Task description: Read the material below and tally how many lines hold the word "senses", giving the number and nothing else.

Study material:
//! Entry rendering into the Intermediate Dictionary Format.
//!
//! Rendering is pure and total: every entry produces exactly one
//! [`RenderedEntry`], even when some inputs are empty. Markup spans are
//! format-neutral tags; no target-format syntax is produced here.

use itertools::Itertools;
use kosha_idf::{EntryBlock, GrammarRow, InlineSpan, MaterializedLink, RenderedEntry};
use kosha_traits::{Scheme, Transliterator};
use kosha_types::alphabet;
use kosha_types::{
    Deconstruction, Entry, GrammarForm, RelationKind, Stage, Warning, WarningKind,
};
use kosha_xref::{HeadwordIndex, LinkSource, Resolution, XrefGraph};
use log::trace;

/// Shared, read-only inputs for rendering one batch of entries.
pub struct RenderContext<'a> {
    pub index: &'a HeadwordIndex,
    pub graph: &'a XrefGraph,
    /// Optional script conversion applied to the headword line. Failure
    /// degrades to the untransformed text plus a warning.
    pub transliterator: Option<(&'a dyn Transliterator, Scheme)>,
}

/// Renders one entry into its format-neutral representation.
///
/// `forms` and `deconstruction` are this entry's own derivation output;
/// resolved outbound links come from the cross-reference graph.
pub fn render_entry(
    entry: &Entry,
    forms: &[GrammarForm],
    deconstruction: Option<&Deconstruction>,
    ctx: &RenderContext<'_>,
) -> (RenderedEntry, Vec<Warning>) {
    let mut rendered = RenderedEntry::new(entry.id.clone(), entry.headword.clone());
    let mut warnings = Vec::new();

    // Outbound links, materialized once with the target's canonical label
    // so no exporter ever re-resolves.
    for edge in ctx.graph.outbound(&entry.id) {
        let label = ctx
            .index
            .label(&edge.target)
            .unwrap_or_else(|| edge.target.as_str())
            .to_string();
        rendered.links.push(MaterializedLink {
            target: edge.target.clone(),
            label,
            kind: edge.kind,
        });
    }

    rendered.blocks.push(summary_block(entry, ctx, &mut warnings));
    rendered.blocks.push(gloss_list_block(entry, ctx));

    if !forms.is_empty() {
        let inflection_class = forms[0].inflection_class.clone();
        rendered.blocks.push(EntryBlock::GrammarTable {
            inflection_class,
            rows: forms
                .iter()
                .map(|f| GrammarRow {
                    label: f.label.clone(),
                    surface: f.surface.clone(),
                })
                .collect(),
        });
    }

    if let Some(deconstruction) = deconstruction {
        rendered
            .blocks
            .push(deconstruction_block(deconstruction, ctx));
    }

    for citation in &entry.citations {
        if citation.example.is_empty() {
            continue;
        }
        let citation_line = [citation.source.as_str(), citation.sutta.as_str()]
            .iter()
            .filter(|s| !s.is_empty())
            .join(" ");
        rendered.blocks.push(EntryBlock::Example {
            spans: vec![InlineSpan::Text(citation.example.clone())],
            citation: citation_line,
        });
    }

    rendered.lookup_forms = lookup_forms(entry, forms);

    trace!(
        "[RENDER] {}: {} blocks, {} links, {} lookup forms",
        entry.id,
        rendered.blocks.len(),
        rendered.links.len(),
        rendered.lookup_forms.len()
    );

    (rendered, warnings)
}

/// The one-line summary: part of speech, leading gloss, construction.
fn summary_block(entry: &Entry, ctx: &RenderContext<'_>, warnings: &mut Vec<Warning>) -> EntryBlock {
    let mut spans = Vec::new();

    let headword_line = match ctx.transliterator {
        Some((service, scheme)) => match service.transliterate(&entry.headword, scheme) {
            Ok(text) => text,
            Err(err) => {
                warnings.push(Warning::new(
                    Some(entry.id.clone()),
                    Stage::Rendering,
                    WarningKind::TransliterationFailed,
                    format!("{} ({}): {}", service.name(), scheme.as_str(), err),
                ));
                entry.headword.clone()
            }
        },
        None => entry.headword.clone(),
    };
    spans.push(InlineSpan::Emphasis(headword_line));

    if !entry.grammar.pos.is_empty() {
        spans.push(InlineSpan::Text(format!(" {}.", entry.grammar.pos)));
    }

    if let Some(first_sense) = entry.senses.first() {
        spans.push(InlineSpan::Text(format!(" {}", first_sense.gloss)));
    }

    if let Some(construction) = entry
        .grammar
        .construction
        .as_deref()
        .filter(|c| !c.is_empty())
    {
        spans.push(InlineSpan::Text(format!(" [{}]", construction)));
    }

    if entry.grammar.inflection_class.is_some() {
        spans.push(InlineSpan::GrammarRef(entry.headword.clone()));
    }

    EntryBlock::Summary(spans)
}

/// One row of spans per sense, with cross-link spans for resolved
/// references. An unresolved reference keeps its text, loses its link.
fn gloss_list_block(entry: &Entry, ctx: &RenderContext<'_>) -> EntryBlock {
    let mut rows = Vec::with_capacity(entry.senses.len());
    for (position, sense) in entry.senses.iter().enumerate() {
        let mut spans = vec![InlineSpan::Text(sense.gloss.clone())];
        if let Some(literal) = sense.literal.as_deref().filter(|l| !l.is_empty()) {
            spans.push(InlineSpan::Text(format!(" (lit. {})", literal)));
        }

        // The resolver emits this sense's edges in declaration order,
        // skipping unresolved declarations; walking both lists in lockstep
        // re-pairs each edge with its declaration.
        let source = LinkSource::Sense {
            entry: entry.id.clone(),
            position,
        };
        let mut sense_edges = ctx
            .graph
            .outbound(&entry.id)
            .filter(|edge| edge.source == source);
        for decl in &sense.refs {
            spans.push(InlineSpan::Text(format!("; {} ", relation_prefix(decl.kind))));
            match ctx.index.resolve(&decl.target) {
                Resolution::Unique(_) | Resolution::Ambiguous { .. } => {
                    if let Some(edge) = sense_edges.next() {
                        let label = ctx
                            .index
                            .label(&edge.target)
                            .unwrap_or_else(|| edge.target.as_str())
                            .to_string();
                        spans.push(InlineSpan::Link {
                            target: edge.target.clone(),
                            label,
                        });
                    } else {
                        spans.push(InlineSpan::Text(decl.target.clone()));
                    }
                }
                // Unresolved: omit the link, keep the text.
                Resolution::Unresolved => {
                    spans.push(InlineSpan::Text(decl.target.clone()));
                }
            }
        }
        rows.push(spans);
    }
    EntryBlock::GlossList(rows)
}

fn relation_prefix(kind: RelationKind) -> &'static str {
    match kind {
        RelationKind::Synonym => "syn.",
        RelationKind::Antonym => "opp.",
        RelationKind::Variant => "var.",
        RelationKind::SeeAlso => "see",
        RelationKind::DerivedFrom => "from",
        RelationKind::Constituent => "comp.",
    }
}

/// The constituent line of a compound, e.g. `dhamma + cakka` with each
/// part linked to its own entry.
fn deconstruction_block(deconstruction: &Deconstruction, ctx: &RenderContext<'_>) -> EntryBlock {
    let mut spans = Vec::new();
    for (i, constituent) in deconstruction.constituents.iter().enumerate() {
        if i > 0 {
            spans.push(InlineSpan::Text(" + ".to_string()));
        }
        let label = ctx
            .index
            .label(constituent)
            .unwrap_or_else(|| constituent.as_str())
            .to_string();
        spans.push(InlineSpan::Link {
            target: constituent.clone(),
            label,
        });
    }
    EntryBlock::Deconstruction(spans)
}

/// Every surface a reader may look this entry up by. Sorted and deduped
/// so exporter output stays deterministic.
fn lookup_forms(entry: &Entry, forms: &[GrammarForm]) -> Vec<String> {
    let mut surfaces: Vec<String> = Vec::new();
    surfaces.extend(entry.alt_spellings.iter().cloned());
    surfaces.extend(forms.iter().map(|f| f.surface.clone()));
    let clean = alphabet::strip_diacritics(&entry.headword);
    if clean != entry.headword {
        surfaces.push(clean);
    }
    surfaces.retain(|s| !s.is_empty() && s != &entry.headword);
    surfaces.sort();
    surfaces.dedup();
    surfaces
}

Expected answer: 3